AIM OF THE EXERCISE: Below are entries; print them exactly from the first line through the one containing "changes and performs".

:::::

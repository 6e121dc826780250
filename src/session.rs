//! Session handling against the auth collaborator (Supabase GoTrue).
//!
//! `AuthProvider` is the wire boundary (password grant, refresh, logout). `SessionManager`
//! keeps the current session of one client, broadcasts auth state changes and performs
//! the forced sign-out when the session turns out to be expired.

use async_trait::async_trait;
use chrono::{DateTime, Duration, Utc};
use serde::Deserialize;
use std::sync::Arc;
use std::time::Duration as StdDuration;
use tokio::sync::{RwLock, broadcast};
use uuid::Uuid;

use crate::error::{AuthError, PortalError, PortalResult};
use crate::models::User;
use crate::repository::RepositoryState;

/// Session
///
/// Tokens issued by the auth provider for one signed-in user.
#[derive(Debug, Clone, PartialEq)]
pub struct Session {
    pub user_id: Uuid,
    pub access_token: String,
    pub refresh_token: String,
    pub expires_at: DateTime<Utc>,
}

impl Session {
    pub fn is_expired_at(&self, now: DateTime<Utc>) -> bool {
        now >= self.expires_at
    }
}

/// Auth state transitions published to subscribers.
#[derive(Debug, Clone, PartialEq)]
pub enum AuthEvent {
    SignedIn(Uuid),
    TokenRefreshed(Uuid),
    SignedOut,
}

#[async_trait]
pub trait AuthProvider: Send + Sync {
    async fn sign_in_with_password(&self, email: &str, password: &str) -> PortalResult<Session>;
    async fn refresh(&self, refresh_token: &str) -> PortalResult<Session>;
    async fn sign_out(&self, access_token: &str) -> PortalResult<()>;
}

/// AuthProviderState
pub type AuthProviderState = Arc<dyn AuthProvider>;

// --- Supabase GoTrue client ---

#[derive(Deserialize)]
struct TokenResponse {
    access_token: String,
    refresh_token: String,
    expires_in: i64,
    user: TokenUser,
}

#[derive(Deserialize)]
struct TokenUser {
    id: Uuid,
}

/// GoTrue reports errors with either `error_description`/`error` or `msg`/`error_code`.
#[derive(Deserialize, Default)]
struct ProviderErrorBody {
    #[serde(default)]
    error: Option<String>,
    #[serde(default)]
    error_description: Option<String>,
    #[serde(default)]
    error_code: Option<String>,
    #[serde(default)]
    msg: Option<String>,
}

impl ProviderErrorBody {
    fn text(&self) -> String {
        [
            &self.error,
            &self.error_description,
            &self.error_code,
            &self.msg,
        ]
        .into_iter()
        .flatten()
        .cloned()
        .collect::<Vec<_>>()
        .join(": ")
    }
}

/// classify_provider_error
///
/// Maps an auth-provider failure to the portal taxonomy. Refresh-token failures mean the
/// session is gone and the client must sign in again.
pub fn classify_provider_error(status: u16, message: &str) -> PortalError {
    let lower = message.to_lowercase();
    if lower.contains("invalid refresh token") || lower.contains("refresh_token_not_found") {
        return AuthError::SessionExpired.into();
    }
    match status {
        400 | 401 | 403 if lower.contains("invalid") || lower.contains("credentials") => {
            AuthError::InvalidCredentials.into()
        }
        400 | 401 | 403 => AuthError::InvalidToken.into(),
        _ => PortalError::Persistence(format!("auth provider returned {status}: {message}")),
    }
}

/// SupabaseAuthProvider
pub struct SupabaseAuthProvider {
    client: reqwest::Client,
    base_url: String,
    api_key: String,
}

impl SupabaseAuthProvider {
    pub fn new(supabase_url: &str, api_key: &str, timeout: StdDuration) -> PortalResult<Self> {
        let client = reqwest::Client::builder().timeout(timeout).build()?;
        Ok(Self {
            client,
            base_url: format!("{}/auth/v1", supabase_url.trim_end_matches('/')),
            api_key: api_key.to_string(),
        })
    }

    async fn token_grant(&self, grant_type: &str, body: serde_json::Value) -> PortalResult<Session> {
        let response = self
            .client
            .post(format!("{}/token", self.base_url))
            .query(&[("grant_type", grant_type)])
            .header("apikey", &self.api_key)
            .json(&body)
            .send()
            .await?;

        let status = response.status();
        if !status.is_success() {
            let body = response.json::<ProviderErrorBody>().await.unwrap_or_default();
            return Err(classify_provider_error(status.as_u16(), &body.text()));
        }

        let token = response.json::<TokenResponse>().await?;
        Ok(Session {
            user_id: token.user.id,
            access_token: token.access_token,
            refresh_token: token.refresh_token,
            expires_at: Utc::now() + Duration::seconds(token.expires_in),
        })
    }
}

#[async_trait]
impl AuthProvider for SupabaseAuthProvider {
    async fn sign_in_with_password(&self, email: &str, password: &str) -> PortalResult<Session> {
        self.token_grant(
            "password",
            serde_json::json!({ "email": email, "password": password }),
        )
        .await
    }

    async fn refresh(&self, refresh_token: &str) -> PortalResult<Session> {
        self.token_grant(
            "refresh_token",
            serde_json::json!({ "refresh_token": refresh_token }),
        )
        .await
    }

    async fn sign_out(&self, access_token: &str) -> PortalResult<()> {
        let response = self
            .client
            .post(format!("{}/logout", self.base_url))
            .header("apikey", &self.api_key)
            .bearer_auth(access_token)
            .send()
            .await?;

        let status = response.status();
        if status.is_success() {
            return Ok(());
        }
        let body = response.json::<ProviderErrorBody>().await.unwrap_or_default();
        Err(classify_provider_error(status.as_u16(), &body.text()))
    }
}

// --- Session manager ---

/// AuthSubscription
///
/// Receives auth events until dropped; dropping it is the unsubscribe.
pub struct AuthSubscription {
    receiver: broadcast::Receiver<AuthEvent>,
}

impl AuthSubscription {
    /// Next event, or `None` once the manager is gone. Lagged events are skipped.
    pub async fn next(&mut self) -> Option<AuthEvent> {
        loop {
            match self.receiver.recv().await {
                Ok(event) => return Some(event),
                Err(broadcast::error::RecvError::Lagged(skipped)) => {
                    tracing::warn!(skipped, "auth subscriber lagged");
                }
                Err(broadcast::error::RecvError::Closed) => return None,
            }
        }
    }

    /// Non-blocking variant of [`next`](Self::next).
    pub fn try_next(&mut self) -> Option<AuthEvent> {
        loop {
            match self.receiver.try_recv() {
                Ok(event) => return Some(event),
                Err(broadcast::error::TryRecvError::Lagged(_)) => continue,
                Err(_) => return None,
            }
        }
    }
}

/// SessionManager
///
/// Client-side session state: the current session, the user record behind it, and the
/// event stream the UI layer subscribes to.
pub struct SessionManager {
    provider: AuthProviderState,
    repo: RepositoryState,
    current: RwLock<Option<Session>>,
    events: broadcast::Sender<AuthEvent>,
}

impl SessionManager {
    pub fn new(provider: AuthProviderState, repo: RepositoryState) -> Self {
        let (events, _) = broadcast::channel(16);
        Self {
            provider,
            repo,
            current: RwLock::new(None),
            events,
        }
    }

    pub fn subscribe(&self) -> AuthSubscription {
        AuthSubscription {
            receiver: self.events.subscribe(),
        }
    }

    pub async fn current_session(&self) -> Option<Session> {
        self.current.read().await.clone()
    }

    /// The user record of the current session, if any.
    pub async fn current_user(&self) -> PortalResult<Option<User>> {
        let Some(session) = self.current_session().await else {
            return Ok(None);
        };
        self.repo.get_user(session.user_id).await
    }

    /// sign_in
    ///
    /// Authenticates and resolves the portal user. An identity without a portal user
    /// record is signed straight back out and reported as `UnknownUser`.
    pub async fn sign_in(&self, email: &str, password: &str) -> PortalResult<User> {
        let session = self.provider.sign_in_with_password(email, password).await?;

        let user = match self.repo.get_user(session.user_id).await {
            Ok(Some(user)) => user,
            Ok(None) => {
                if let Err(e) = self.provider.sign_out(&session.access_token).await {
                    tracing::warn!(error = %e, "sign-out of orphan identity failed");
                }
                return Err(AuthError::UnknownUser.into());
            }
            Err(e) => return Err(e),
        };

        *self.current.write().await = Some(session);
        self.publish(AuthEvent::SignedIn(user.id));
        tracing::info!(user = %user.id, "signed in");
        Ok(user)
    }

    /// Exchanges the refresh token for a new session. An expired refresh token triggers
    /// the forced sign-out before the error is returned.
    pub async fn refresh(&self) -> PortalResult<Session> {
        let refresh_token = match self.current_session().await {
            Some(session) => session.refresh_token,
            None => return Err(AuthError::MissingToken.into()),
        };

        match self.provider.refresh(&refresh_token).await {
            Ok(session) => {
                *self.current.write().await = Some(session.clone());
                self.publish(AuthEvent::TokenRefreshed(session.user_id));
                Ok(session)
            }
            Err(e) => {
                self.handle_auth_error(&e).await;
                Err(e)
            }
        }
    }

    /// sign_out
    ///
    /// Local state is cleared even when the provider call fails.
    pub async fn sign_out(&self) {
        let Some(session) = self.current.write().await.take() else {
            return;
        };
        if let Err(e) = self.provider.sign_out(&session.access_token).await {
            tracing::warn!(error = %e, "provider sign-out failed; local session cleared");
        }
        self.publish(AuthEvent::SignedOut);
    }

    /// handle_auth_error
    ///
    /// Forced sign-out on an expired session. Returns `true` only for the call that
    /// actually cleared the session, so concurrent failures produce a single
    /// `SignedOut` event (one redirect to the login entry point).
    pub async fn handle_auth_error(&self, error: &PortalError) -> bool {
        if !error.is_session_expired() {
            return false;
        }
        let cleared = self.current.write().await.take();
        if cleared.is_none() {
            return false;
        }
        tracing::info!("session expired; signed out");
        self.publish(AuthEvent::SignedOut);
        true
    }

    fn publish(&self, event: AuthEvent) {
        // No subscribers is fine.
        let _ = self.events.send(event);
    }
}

:::::

SOLUTION TO THIS PROBLEM:
repository 6e121dc826780250
filename src/session.rs
//! Session handling against the auth collaborator (Supabase GoTrue).
//!
//! `AuthProvider` is the wire boundary (password grant, refresh, logout). `SessionManager`
//! keeps the current session of one client, broadcasts auth state changes and performs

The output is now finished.